Task brief » Copy, word for word, the lines of the entries below between the one with "self.black = next_opp;" and the one with "for row in 0..BOARD_SIZE", inclusive, and leave out everything else.

Task input »
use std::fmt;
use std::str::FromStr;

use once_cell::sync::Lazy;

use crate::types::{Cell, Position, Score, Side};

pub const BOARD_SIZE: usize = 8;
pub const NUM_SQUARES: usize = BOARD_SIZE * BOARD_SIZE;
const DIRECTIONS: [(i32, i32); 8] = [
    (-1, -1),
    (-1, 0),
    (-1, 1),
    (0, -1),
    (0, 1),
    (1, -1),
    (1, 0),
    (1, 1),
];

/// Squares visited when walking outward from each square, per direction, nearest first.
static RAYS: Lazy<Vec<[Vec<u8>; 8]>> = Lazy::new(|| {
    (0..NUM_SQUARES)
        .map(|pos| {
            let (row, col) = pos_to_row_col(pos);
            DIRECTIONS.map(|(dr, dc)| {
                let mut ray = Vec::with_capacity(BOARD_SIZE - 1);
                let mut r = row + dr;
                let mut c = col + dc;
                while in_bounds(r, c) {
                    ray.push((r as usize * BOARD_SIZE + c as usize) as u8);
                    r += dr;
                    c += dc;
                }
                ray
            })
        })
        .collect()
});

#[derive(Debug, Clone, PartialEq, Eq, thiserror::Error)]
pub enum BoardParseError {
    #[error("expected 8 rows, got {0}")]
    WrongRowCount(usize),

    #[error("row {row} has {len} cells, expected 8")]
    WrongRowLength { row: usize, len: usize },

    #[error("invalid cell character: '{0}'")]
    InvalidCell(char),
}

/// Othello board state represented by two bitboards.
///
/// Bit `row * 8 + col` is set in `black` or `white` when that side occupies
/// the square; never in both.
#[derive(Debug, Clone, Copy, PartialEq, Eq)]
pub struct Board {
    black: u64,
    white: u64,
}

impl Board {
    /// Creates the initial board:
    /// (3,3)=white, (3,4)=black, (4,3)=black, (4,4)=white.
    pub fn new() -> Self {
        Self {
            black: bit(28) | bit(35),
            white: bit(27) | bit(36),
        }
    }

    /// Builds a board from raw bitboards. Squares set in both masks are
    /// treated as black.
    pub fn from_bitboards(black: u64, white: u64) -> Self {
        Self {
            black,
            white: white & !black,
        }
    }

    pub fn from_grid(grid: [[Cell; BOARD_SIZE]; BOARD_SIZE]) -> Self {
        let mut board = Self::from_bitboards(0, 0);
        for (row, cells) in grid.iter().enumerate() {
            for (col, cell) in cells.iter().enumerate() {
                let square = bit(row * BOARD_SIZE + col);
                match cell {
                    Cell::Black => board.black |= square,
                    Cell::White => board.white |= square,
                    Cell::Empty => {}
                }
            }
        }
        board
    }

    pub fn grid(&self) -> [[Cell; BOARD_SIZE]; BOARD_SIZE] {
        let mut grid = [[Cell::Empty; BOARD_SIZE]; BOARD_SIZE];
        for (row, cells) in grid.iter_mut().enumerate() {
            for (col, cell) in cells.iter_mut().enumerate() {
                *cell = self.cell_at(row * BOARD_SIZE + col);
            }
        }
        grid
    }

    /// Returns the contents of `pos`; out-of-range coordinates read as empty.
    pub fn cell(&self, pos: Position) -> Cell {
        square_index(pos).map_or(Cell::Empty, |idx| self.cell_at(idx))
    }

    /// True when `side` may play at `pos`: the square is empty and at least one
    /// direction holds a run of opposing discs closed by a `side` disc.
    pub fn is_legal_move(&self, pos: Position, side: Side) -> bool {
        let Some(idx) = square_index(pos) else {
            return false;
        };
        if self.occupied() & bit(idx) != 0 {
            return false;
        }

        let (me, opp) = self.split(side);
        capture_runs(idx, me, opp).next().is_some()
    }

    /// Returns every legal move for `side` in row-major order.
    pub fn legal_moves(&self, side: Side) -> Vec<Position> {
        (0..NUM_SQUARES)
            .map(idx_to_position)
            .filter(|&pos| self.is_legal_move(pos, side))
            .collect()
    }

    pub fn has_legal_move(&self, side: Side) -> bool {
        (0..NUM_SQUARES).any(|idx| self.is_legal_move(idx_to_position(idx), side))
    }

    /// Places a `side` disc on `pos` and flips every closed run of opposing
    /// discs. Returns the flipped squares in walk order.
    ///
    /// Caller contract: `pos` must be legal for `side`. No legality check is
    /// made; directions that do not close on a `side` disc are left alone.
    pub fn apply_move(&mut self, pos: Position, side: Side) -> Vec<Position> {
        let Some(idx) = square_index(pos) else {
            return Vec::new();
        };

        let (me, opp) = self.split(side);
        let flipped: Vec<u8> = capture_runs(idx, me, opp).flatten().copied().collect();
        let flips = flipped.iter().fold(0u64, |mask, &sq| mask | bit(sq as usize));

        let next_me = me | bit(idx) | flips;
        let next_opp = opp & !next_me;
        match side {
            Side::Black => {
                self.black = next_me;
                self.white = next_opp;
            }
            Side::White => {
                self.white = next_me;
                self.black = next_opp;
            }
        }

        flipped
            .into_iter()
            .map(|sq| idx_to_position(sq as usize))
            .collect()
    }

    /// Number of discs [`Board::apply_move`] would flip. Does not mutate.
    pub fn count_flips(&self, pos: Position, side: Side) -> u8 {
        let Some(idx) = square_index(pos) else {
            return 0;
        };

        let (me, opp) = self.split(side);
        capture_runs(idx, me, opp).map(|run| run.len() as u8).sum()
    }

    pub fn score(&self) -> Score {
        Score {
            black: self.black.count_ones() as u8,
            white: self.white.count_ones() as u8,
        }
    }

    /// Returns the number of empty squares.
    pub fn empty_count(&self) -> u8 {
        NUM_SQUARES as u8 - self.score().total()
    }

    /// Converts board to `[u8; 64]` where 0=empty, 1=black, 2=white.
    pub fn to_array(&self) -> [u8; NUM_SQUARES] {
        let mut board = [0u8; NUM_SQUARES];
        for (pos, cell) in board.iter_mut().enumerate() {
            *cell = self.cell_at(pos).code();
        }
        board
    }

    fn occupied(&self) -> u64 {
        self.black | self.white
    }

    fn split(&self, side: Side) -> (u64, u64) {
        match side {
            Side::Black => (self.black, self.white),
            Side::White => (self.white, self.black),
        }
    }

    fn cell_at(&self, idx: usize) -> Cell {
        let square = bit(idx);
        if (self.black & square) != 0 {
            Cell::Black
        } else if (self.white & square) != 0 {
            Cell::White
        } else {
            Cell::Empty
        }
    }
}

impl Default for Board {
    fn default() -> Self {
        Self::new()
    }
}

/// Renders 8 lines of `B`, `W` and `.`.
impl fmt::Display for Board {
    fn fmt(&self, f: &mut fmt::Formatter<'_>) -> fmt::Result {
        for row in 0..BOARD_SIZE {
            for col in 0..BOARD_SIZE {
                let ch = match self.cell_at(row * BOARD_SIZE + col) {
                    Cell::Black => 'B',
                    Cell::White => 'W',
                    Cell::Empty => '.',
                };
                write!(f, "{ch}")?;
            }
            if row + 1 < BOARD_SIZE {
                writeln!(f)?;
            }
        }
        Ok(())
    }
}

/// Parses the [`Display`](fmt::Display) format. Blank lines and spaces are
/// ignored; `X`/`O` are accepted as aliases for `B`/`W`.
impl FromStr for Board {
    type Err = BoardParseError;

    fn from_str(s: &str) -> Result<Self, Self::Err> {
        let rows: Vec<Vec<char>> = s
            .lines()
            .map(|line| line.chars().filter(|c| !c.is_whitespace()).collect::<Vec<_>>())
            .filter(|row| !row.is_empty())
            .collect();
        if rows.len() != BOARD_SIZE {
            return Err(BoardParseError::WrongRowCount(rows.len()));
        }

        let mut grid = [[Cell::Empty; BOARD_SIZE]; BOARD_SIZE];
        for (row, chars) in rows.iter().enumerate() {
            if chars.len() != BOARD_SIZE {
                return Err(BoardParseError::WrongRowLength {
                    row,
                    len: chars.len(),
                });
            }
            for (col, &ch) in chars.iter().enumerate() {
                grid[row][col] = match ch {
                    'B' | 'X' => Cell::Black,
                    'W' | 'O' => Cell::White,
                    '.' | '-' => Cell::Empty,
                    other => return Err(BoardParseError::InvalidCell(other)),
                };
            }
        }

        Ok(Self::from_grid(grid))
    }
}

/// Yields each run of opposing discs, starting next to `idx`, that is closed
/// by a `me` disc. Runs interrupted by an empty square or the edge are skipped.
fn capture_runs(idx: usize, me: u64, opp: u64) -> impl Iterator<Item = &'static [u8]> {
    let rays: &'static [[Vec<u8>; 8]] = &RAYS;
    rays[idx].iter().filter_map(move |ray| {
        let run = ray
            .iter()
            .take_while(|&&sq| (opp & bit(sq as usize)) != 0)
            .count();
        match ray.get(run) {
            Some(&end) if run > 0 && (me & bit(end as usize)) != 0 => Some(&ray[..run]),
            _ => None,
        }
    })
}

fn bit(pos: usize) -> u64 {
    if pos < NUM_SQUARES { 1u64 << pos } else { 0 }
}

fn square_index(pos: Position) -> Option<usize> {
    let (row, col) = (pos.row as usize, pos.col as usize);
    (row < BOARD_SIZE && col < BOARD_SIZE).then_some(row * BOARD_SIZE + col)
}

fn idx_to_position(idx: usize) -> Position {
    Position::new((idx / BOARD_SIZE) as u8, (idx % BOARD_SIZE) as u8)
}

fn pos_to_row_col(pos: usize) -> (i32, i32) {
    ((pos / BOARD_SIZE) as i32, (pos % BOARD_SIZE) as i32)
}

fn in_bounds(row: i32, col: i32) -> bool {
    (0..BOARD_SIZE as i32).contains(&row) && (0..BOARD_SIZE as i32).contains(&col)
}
==
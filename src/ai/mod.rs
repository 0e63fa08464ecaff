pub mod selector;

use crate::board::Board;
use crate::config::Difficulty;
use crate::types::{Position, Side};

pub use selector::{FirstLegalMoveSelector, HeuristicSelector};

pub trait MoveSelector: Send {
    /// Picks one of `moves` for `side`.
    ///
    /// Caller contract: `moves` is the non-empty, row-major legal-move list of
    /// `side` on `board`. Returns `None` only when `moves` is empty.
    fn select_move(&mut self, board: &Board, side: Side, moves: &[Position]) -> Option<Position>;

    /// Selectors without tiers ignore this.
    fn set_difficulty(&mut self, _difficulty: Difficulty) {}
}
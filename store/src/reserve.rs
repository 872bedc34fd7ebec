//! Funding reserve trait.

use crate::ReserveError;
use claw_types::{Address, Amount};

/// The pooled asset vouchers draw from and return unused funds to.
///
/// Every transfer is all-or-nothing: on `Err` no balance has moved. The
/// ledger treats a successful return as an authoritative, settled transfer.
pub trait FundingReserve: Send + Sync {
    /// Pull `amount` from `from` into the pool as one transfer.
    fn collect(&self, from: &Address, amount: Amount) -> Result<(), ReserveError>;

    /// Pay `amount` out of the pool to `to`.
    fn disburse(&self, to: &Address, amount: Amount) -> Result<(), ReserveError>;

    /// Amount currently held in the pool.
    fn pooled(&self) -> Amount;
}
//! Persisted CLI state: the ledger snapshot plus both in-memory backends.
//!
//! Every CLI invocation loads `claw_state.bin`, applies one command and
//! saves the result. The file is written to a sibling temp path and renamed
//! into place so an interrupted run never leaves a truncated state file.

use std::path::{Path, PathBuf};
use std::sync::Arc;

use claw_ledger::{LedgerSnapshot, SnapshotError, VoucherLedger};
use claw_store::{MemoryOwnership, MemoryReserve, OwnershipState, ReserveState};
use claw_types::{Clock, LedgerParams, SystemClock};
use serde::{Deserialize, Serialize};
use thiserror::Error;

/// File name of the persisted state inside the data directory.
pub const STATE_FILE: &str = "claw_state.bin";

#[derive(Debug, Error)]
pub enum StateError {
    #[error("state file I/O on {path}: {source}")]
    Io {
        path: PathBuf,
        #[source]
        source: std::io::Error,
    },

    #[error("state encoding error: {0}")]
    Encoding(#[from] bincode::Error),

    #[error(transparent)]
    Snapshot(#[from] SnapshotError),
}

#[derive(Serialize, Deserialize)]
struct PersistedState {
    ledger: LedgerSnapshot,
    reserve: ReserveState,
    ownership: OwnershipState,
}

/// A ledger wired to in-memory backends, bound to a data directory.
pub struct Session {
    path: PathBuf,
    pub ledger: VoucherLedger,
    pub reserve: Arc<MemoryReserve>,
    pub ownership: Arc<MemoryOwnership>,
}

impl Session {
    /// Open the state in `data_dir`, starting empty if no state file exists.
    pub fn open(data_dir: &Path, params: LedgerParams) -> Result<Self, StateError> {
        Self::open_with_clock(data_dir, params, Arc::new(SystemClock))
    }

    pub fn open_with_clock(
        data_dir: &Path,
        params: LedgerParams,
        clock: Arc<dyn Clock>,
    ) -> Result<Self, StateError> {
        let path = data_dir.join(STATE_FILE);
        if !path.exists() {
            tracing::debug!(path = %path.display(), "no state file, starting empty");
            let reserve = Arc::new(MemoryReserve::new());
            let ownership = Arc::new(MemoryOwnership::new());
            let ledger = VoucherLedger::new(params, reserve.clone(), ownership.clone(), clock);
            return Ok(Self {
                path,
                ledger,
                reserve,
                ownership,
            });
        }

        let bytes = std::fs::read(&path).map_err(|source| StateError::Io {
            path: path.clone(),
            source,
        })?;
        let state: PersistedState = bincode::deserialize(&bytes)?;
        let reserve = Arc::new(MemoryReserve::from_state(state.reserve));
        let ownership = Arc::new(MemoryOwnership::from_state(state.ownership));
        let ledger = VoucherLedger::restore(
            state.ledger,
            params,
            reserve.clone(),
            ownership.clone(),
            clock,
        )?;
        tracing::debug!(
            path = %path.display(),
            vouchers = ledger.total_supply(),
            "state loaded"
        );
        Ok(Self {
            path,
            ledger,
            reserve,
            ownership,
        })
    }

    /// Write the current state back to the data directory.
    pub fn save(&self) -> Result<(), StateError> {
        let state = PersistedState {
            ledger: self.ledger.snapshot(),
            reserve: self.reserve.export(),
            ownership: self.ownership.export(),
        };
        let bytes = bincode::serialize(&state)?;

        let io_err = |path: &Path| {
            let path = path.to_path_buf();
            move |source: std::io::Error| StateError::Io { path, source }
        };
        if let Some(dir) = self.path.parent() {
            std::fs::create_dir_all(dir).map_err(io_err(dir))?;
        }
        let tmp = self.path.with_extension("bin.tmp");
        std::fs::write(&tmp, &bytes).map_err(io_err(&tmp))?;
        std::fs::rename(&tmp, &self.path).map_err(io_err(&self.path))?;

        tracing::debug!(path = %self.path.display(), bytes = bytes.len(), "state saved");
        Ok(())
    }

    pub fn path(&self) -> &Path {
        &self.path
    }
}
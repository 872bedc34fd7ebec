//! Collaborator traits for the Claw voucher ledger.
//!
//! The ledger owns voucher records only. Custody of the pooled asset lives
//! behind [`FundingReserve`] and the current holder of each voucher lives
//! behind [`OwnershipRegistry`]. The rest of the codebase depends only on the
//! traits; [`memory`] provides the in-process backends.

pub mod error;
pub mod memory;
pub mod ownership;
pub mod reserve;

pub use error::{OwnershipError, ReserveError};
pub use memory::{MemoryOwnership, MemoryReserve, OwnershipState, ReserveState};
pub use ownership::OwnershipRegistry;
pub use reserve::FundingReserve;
==
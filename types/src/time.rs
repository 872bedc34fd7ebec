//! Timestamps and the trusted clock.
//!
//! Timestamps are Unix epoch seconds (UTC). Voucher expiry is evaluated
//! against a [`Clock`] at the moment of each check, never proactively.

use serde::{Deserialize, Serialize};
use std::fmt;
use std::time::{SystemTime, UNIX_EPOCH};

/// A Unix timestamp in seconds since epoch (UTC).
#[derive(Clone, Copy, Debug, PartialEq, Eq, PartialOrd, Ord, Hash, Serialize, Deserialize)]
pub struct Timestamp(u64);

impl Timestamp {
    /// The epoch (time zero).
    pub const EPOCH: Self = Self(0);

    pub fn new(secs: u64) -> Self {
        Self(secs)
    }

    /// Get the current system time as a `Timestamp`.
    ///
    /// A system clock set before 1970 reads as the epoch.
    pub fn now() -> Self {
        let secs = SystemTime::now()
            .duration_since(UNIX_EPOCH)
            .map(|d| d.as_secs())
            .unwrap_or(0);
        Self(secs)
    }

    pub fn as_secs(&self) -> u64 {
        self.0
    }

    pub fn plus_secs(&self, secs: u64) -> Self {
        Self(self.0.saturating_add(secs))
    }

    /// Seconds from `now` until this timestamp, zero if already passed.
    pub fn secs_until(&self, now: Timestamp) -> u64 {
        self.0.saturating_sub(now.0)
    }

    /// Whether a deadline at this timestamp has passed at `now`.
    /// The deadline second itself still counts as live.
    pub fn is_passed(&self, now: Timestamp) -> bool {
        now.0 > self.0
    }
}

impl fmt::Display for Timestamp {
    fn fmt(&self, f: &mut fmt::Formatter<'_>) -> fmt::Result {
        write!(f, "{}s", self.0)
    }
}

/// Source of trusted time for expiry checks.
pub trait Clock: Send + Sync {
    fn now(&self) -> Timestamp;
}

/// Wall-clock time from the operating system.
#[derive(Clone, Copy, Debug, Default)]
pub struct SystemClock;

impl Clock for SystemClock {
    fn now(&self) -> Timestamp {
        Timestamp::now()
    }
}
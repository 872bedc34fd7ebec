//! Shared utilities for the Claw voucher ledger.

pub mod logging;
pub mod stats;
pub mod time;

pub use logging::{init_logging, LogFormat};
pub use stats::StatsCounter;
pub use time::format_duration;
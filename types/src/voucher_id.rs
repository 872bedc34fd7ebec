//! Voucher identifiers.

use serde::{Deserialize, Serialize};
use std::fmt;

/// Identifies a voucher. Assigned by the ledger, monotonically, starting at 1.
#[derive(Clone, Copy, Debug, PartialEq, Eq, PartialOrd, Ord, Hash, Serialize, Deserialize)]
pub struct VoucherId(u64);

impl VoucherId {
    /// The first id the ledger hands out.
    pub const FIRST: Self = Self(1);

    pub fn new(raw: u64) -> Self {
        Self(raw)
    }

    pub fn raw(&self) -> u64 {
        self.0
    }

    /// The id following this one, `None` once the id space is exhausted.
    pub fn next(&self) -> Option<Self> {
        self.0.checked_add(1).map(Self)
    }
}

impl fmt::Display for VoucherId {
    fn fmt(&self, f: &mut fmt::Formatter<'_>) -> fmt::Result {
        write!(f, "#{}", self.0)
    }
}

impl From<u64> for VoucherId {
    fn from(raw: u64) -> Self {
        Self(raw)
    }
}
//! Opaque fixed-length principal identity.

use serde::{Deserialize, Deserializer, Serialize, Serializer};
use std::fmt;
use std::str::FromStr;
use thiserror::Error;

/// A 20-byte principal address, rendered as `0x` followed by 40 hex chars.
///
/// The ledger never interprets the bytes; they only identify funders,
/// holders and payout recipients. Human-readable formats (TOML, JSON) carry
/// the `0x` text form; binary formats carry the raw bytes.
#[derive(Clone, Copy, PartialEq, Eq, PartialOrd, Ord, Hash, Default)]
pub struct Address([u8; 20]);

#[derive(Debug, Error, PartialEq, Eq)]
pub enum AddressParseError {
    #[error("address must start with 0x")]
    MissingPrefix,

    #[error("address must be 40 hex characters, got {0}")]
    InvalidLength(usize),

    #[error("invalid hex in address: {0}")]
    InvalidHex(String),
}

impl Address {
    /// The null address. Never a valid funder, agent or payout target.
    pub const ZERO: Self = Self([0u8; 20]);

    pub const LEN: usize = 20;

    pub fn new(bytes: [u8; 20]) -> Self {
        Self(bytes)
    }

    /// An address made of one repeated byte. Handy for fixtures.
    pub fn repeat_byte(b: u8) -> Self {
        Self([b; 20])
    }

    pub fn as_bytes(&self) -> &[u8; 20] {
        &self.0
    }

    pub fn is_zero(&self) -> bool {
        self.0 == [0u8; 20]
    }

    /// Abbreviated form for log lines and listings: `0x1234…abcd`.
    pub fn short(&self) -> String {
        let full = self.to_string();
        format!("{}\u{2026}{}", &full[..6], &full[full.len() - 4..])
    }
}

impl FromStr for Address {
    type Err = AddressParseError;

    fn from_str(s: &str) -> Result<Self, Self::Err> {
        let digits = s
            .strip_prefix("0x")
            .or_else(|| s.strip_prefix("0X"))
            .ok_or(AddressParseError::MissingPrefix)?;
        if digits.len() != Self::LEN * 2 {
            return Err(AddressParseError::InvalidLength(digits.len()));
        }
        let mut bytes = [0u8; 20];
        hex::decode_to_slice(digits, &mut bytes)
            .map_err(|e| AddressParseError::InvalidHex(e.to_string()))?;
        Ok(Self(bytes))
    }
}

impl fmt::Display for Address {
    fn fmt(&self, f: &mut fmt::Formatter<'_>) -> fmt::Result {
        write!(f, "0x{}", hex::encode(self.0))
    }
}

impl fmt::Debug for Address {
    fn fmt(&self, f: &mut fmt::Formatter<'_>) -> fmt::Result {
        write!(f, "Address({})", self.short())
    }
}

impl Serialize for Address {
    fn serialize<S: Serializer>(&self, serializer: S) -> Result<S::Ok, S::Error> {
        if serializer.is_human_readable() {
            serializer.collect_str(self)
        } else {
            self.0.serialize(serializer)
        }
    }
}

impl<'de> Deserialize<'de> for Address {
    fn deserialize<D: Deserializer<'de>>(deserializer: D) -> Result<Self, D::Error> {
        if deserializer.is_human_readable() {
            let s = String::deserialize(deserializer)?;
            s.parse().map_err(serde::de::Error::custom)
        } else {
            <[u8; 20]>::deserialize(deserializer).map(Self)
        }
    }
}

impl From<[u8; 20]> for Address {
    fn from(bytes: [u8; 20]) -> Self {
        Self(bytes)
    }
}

Finished exercise »
                self.black = next_opp;
            }
        }

        flipped
            .into_iter()
            .map(|sq| idx_to_position(sq as usize))
            .collect()
    }

    /// Number of discs [`Board::apply_move`] would flip. Does not mutate.
    pub fn count_flips(&self, pos: Position, side: Side) -> u8 {
        let Some(idx) = square_index(pos) else {
            return 0;
        };

        let (me, opp) = self.split(side);
        capture_runs(idx, me, opp).map(|run| run.len() as u8).sum()
    }

    pub fn score(&self) -> Score {
        Score {
            black: self.black.count_ones() as u8,
            white: self.white.count_ones() as u8,
        }
    }

    /// Returns the number of empty squares.
    pub fn empty_count(&self) -> u8 {
        NUM_SQUARES as u8 - self.score().total()
    }

    /// Converts board to `[u8; 64]` where 0=empty, 1=black, 2=white.
    pub fn to_array(&self) -> [u8; NUM_SQUARES] {
        let mut board = [0u8; NUM_SQUARES];
        for (pos, cell) in board.iter_mut().enumerate() {
            *cell = self.cell_at(pos).code();
        }
        board
    }

    fn occupied(&self) -> u64 {
        self.black | self.white
    }

    fn split(&self, side: Side) -> (u64, u64) {
        match side {
            Side::Black => (self.black, self.white),
            Side::White => (self.white, self.black),
        }
    }

    fn cell_at(&self, idx: usize) -> Cell {
        let square = bit(idx);
        if (self.black & square) != 0 {
            Cell::Black
        } else if (self.white & square) != 0 {
            Cell::White
        } else {
            Cell::Empty
        }
    }
}

impl Default for Board {
    fn default() -> Self {
        Self::new()
    }
}

/// Renders 8 lines of `B`, `W` and `.`.
impl fmt::Display for Board {
    fn fmt(&self, f: &mut fmt::Formatter<'_>) -> fmt::Result {
        for row in 0..BOARD_SIZE {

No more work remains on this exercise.